Baca berita dengan sedikit iklan, klik di sini
Jika pelatih Indra Syafri tidak blusukan ke pelosok Nusantara, mungkin Muhammad Sahrul Kurniawan saat ini masih berkutat dengan tim lamanya, Persatuan Sepak Bola Ngawi (Persinga), di kota kecil Ngawi, Jawa Timur. Indralah yang mengendus bakat istimewa anak kampung itu dan memboyongnya ke pemusatan latihan tim nasional usia di bawah 19 tahun (U-19) di Yogyakarta. "Dia anak pemetik teh di Gunung Lawu," kata Indra kepada Tempo pekan lalu.
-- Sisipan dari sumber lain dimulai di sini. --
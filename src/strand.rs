use anyhow::{bail, Result};
use rust_htslib::bam::record::{Aux, Record};

/// Feature orientation as written to the GFF strand column.
#[derive(Debug, Clone, Copy, PartialEq, Eq)]
pub enum Orientation {
    Forward,
    Reverse,
    Unoriented,
}

impl Orientation {
    pub fn flip(self) -> Self {
        match self {
            Orientation::Forward => Orientation::Reverse,
            Orientation::Reverse => Orientation::Forward,
            Orientation::Unoriented => Orientation::Unoriented,
        }
    }

    pub fn gff_char(self) -> char {
        match self {
            Orientation::Forward => '+',
            Orientation::Reverse => '-',
            Orientation::Unoriented => '.',
        }
    }
}

/// How the feature strand is derived for each alignment.
#[derive(Debug, Clone, Copy, PartialEq, Eq)]
pub enum StrandPolicy {
    /// Use the transcript strand tag; unoriented when the tag is missing.
    Tag,
    /// Use the read orientation from the BAM flags; the tag is ignored.
    Read,
    /// Use the tag, falling back to read orientation when the tag is missing.
    TagThenRead,
}

/// Orientation of the read itself, from the reverse-complement flag.
pub fn read_strand(record: &Record) -> Orientation {
    if record.is_reverse() {
        Orientation::Reverse
    } else {
        Orientation::Forward
    }
}

/// Look up the transcript strand tag: `ts` for minimap2 input, `XS` otherwise.
///
/// A missing tag maps to `Unoriented`; an unrecognized tag value is fatal.
pub fn tag_strand(record: &Record, minimap: bool) -> Result<Orientation> {
    let tag: &[u8] = if minimap { b"ts" } else { b"XS" };
    let aux = match record.aux(tag) {
        Ok(aux) => aux,
        Err(_) => return Ok(Orientation::Unoriented),
    };
    let value = match aux {
        Aux::Char(c) => c as char,
        Aux::String(s) => match s.chars().next() {
            Some(c) => c,
            None => bail!(
                "empty {} strand tag in record {}",
                String::from_utf8_lossy(tag),
                String::from_utf8_lossy(record.qname())
            ),
        },
        other => bail!(
            "unexpected {} strand tag type: {:?}",
            String::from_utf8_lossy(tag),
            other
        ),
    };
    match value {
        '+' => Ok(Orientation::Forward),
        '-' => Ok(Orientation::Reverse),
        '?' => Ok(Orientation::Unoriented),
        other => bail!(
            "unknown orientation {:?} in {} tag of record {}",
            other,
            String::from_utf8_lossy(tag),
            String::from_utf8_lossy(record.qname())
        ),
    }
}

/// Decide the feature strand from the read orientation and the strand tag.
///
/// The minimap2 `ts` tag is relative to the read: a Reverse value flips the
/// read orientation. For other aligners the `XS` tag already names the
/// transcript strand and is used as-is. An Unoriented tag counts as missing.
pub fn resolve_strand(
    read_strand: Orientation,
    tag: Orientation,
    minimap: bool,
    policy: StrandPolicy,
) -> Orientation {
    if policy == StrandPolicy::Read {
        return read_strand;
    }

    if tag == Orientation::Unoriented {
        return match policy {
            StrandPolicy::Tag => Orientation::Unoriented,
            StrandPolicy::TagThenRead => read_strand,
            StrandPolicy::Read => unreachable!("handled above"),
        };
    }

    if minimap {
        if tag == Orientation::Reverse {
            read_strand.flip()
        } else {
            read_strand
        }
    } else {
        tag
    }
}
Kini anak pemetik teh itu menjadi salah satu pilar penting tim nasional U-19. Sahrul ikut mengantarkan tim Garuda Muda mencetak sejarah dengan menjuarai Piala Federasi Sepak Bola ASEAN (AFF) U-19, Ahad pekan lalu. Sebuah gelar setelah negeri ini tak pernah menggapainya dalam 22 tahun terakhir. Lebih istimewa lagi, gelar itu direnggut dengan menyingkirkan negara-negara jawara sepak bola di kawasan Asia Tenggara: Malaysia, Thailand, dan Vietnam!
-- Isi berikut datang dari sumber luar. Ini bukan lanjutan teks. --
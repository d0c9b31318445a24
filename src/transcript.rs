use crate::exons;
use crate::gff::{Feature, FeatureKind};
use crate::strand::{self, Orientation, StrandPolicy};
use anyhow::Result;
use rust_htslib::bam::ext::BamRecordExtensions;
use rust_htslib::bam::record::{Cigar, Record};

/// Settings for turning one alignment into a transcript model.
#[derive(Debug, Clone, Copy)]
pub struct ConvertConfig {
    /// Input is from minimap2: `ts` strand tag, read-relative convention.
    pub minimap: bool,
    pub strand_policy: StrandPolicy,
    /// Deletions at least this long are classified as introns.
    pub max_del: u32,
    /// Keep secondary/supplementary alignments and split reads.
    pub keep_secondary: bool,
}

/// One exon within a transcript; `start` is relative to the transcript offset.
#[derive(Debug, Clone, PartialEq, Eq)]
pub struct Exon {
    pub start: i64,
    pub len: i64,
    pub id: String,
}

impl Exon {
    pub fn end(&self) -> i64 {
        self.start + self.len
    }
}

/// A per-read gene model derived from a single spliced alignment.
#[derive(Debug, Clone)]
pub struct Transcript {
    pub id: String,
    pub chrom: String,
    /// Genomic offset of the alignment start, 0-based.
    pub offset: i64,
    pub strand: Orientation,
    pub exons: Vec<Exon>,
}

impl Transcript {
    pub fn start(&self) -> i64 {
        self.offset
    }

    pub fn end(&self) -> i64 {
        self.offset + self.exons.last().map_or(0, Exon::end)
    }

    /// One mRNA feature spanning the transcript plus one feature per exon,
    /// all sharing the read name as `transcript_id`.
    pub fn to_features(&self, source: &'static str) -> Vec<Feature> {
        let mut feats = Vec::with_capacity(self.exons.len() + 1);
        feats.push(Feature {
            seqname: self.chrom.clone(),
            source,
            kind: FeatureKind::Mrna,
            start: self.start(),
            end: self.end(),
            strand: self.strand,
            attributes: vec![
                ("gene_id", self.id.clone()),
                ("transcript_id", self.id.clone()),
            ],
        });
        for exon in &self.exons {
            feats.push(Feature {
                seqname: self.chrom.clone(),
                source,
                kind: FeatureKind::Exon,
                start: self.offset + exon.start,
                end: self.offset + exon.end(),
                strand: self.strand,
                attributes: vec![("transcript_id", self.id.clone())],
            });
        }
        feats
    }
}

/// Alignment fields needed downstream, copied out of the BAM record so the
/// record buffer can be reused while loci are still buffered.
#[derive(Debug, Clone)]
pub struct ReadAln {
    pub name: String,
    pub chrom: String,
    /// 0-based alignment start on the reference.
    pub start: i64,
    /// 0-based exclusive alignment end on the reference.
    pub end: i64,
    pub read_strand: Orientation,
    pub tag_strand: Orientation,
    pub cigar: Vec<Cigar>,
}

impl ReadAln {
    pub fn from_record(record: &Record, chrom: &str, minimap: bool) -> Result<Self> {
        Ok(ReadAln {
            name: String::from_utf8_lossy(record.qname()).into_owned(),
            chrom: chrom.to_string(),
            start: record.pos(),
            end: record.reference_end(),
            read_strand: strand::read_strand(record),
            tag_strand: strand::tag_strand(record, minimap)?,
            cigar: record.cigar().iter().cloned().collect(),
        })
    }
}

/// Mapped-record filter: unmapped records are always dropped; secondary,
/// supplementary and `SA`-tagged (split) alignments are dropped unless
/// `keep_secondary` is set.
pub fn keep_record(record: &Record, keep_secondary: bool) -> bool {
    if record.is_unmapped() {
        return false;
    }
    if !keep_secondary
        && (record.is_secondary() || record.is_supplementary() || record.aux(b"SA").is_ok())
    {
        return false;
    }
    true
}

/// Builds one transcript model per retained alignment, resolving orientation
/// and recovering exon structure from the CIGAR.
pub struct TranscriptBuilder {
    cfg: ConvertConfig,
    zero_len_dropped: u64,
}

impl TranscriptBuilder {
    pub fn new(cfg: ConvertConfig) -> Self {
        Self {
            cfg,
            zero_len_dropped: 0,
        }
    }

    /// Zero-length exon blocks dropped so far; adjacent splice gaps produce
    /// them, so the count is kept for diagnosis.
    pub fn zero_len_dropped(&self) -> u64 {
        self.zero_len_dropped
    }

    pub fn build(&mut self, aln: &ReadAln) -> Result<Transcript> {
        let strand = strand::resolve_strand(
            aln.read_strand,
            aln.tag_strand,
            self.cfg.minimap,
            self.cfg.strand_policy,
        );
        let chain = exons::cigar_to_exons(&aln.cigar, aln.start, self.cfg.max_del)?;
        self.zero_len_dropped += chain.zero_len_dropped;
        Ok(Transcript {
            id: aln.name.clone(),
            chrom: aln.chrom.clone(),
            offset: aln.start,
            strand,
            exons: chain.exons,
        })
    }
}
Di tim Merah Putih, Sahrul bukan pupuk bawang atau sekadar pemain pelengkap. Perannya sebagai centre-back tak tergantikan sejak partai-partai awal. Bersama dia, hanya ada empat pemain yang tak pernah menduduki bangku cadangan alias selalu bermain penuh sepanjang turnamen. Tiga lainnya adalah Evan Dimas (kapten), Ravi Murdianto (kiper), dan Putu Gede Antara (bek kanan). Evan, untuk kepentingan strategi, memang sempat digantikan Paulo Sitanggang saat menghadapi Myanmar. Tapi itu terjadi pada menit terakhir.
Penemuan Sahrul dan semua anggota skuad U-19 itu adalah bagian dari kisah panjang Indra Syafri dalam membentuk tim berkelas. Ia yakin negeri ini memiliki banyak bibit unggul yang tersebar di segala penjuru Tanah Air. Hanya dibutuhkan kesabaran dan ketelitian untuk mencarinya. Maka ia lalu melakukan perjalanan ke banyak tempat, dari kota besar hingga kampung-kampung. "Di daerah banyak sekali pemain berbakat. Mereka tinggal dipoles sedikit saja," kata Indra.
Semua berawal pada September 2011. Saat itu Persatuan Sepak Bola Seluruh Indonesia (PSSI) meminta Indra membesut tim nasional usia di bawah 16 tahun. Ia dibebani target muluk: lolos kualifikasi Piala AFC 2011.
Persoalannya, Indra tak diberi keleluasaan memilih pemain. Di atas mejanya ia sudah disodori nama-nama pilihan PSSI. Pendeknya, ia tak punya peluang melakukan proses seleksi pemain. Hasilnya? Gagal total!
Tim ini kandas di babak penyisihan grup setelah dihabisi Australia 5-2. "Kami memang pantas kalah karena pemain tidak siap bertarung di Piala Asia," kata Indra.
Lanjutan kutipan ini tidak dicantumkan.